Stored data:
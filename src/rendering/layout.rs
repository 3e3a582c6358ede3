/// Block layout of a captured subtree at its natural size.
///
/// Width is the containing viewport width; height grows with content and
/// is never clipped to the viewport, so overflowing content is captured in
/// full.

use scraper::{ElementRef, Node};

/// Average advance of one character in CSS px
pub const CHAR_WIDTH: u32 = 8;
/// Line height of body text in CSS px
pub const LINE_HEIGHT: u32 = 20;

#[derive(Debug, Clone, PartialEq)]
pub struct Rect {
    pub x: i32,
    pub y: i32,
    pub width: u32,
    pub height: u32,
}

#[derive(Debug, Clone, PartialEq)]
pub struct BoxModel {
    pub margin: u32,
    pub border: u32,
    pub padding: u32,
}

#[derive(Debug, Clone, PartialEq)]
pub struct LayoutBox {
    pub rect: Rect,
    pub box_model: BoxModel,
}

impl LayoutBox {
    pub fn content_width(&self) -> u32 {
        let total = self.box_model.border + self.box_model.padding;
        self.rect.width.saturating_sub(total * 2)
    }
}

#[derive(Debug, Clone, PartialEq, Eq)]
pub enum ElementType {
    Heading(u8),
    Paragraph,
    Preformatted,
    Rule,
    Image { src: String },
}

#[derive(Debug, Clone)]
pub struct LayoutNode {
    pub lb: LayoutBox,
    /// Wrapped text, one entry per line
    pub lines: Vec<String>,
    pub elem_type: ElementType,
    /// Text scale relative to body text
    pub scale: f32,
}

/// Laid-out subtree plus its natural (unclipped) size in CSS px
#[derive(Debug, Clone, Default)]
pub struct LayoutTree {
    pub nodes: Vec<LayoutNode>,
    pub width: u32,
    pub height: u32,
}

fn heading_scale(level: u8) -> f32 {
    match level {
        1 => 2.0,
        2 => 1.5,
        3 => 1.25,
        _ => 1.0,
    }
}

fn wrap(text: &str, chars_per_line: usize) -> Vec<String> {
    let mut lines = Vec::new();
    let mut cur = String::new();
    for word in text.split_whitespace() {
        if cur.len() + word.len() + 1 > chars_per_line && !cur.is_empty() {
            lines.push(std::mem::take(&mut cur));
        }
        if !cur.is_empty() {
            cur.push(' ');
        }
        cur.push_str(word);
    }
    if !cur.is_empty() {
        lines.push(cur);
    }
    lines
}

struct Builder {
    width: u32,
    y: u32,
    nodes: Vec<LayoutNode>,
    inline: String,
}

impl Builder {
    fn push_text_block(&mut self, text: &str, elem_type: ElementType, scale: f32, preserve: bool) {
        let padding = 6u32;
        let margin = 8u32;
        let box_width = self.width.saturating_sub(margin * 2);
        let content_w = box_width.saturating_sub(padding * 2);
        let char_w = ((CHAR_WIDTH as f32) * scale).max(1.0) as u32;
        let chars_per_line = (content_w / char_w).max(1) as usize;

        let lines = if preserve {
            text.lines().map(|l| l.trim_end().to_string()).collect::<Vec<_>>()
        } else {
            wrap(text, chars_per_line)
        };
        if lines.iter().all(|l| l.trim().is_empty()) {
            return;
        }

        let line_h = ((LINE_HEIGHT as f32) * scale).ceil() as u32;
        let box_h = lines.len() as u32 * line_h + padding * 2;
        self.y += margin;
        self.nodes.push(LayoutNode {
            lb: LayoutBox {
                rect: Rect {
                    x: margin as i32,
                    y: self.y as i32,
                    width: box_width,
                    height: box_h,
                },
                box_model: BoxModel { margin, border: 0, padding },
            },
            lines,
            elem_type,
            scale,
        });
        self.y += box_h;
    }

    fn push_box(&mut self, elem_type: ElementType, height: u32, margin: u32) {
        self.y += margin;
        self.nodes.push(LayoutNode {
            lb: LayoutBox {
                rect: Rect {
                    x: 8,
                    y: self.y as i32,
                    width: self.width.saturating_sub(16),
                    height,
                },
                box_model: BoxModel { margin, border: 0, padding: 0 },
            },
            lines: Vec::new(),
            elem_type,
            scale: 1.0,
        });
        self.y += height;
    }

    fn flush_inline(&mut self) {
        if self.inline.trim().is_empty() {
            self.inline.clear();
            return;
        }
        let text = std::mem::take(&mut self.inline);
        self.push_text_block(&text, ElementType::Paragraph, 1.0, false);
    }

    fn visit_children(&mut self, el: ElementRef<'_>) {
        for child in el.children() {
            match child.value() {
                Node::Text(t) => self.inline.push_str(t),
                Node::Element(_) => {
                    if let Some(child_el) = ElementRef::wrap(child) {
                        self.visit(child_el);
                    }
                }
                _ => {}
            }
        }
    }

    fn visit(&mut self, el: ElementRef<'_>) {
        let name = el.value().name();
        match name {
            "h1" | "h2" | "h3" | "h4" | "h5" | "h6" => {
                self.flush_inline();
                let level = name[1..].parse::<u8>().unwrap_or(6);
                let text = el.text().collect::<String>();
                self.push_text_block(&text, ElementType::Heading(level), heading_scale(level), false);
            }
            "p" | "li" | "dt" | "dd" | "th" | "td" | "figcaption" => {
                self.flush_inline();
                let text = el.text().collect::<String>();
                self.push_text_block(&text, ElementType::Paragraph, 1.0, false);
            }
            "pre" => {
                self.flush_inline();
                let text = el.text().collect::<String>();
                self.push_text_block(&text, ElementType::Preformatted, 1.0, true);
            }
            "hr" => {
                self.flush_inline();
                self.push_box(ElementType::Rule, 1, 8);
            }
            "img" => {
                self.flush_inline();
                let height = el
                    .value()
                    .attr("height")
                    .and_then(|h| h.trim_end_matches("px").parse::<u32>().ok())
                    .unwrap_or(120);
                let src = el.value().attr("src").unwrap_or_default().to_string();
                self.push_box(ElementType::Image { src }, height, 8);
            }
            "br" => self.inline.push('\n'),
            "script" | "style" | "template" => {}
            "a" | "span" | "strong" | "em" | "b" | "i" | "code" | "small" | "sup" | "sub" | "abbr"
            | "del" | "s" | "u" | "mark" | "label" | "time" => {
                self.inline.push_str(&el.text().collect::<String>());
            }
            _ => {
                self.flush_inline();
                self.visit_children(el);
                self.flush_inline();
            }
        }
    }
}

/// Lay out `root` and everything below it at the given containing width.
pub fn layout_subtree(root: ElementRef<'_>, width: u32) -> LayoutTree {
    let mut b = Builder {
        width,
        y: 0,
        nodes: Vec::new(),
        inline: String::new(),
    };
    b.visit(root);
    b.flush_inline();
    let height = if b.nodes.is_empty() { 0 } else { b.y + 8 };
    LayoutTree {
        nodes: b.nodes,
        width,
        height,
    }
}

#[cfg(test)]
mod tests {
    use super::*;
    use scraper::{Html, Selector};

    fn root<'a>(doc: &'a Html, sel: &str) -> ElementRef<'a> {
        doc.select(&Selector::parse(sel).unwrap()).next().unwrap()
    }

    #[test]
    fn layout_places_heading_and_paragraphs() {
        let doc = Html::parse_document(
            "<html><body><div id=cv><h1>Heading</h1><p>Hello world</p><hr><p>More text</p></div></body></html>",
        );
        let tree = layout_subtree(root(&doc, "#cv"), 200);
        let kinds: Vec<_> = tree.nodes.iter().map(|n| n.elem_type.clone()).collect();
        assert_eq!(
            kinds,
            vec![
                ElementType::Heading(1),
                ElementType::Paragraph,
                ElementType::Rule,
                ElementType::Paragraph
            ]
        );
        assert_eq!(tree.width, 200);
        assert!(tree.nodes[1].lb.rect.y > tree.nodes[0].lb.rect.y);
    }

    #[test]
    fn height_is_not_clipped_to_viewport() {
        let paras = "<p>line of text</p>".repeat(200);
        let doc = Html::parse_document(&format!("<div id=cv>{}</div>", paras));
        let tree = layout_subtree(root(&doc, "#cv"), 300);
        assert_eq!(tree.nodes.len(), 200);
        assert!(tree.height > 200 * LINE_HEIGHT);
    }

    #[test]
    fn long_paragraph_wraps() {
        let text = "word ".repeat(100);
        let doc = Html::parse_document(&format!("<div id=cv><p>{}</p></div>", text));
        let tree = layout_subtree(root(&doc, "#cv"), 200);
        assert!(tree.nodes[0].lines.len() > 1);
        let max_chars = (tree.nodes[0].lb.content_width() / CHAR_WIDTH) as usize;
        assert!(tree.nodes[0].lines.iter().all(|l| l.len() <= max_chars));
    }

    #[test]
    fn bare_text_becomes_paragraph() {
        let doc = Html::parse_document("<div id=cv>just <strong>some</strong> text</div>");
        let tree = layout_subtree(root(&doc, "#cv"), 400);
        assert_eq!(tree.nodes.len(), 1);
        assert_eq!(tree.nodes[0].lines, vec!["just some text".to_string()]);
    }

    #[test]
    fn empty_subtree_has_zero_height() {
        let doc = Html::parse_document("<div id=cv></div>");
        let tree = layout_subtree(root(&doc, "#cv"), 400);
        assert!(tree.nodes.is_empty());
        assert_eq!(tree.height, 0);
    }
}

_DIRECTIONS_.
Which lines of the data include the string "containing"? Copy each of them.

_ANSWER FOR THIS EXERCISE_.
/// Width is the containing viewport width; height grows with content and
/// Lay out `root` and everything below it at the given containing width.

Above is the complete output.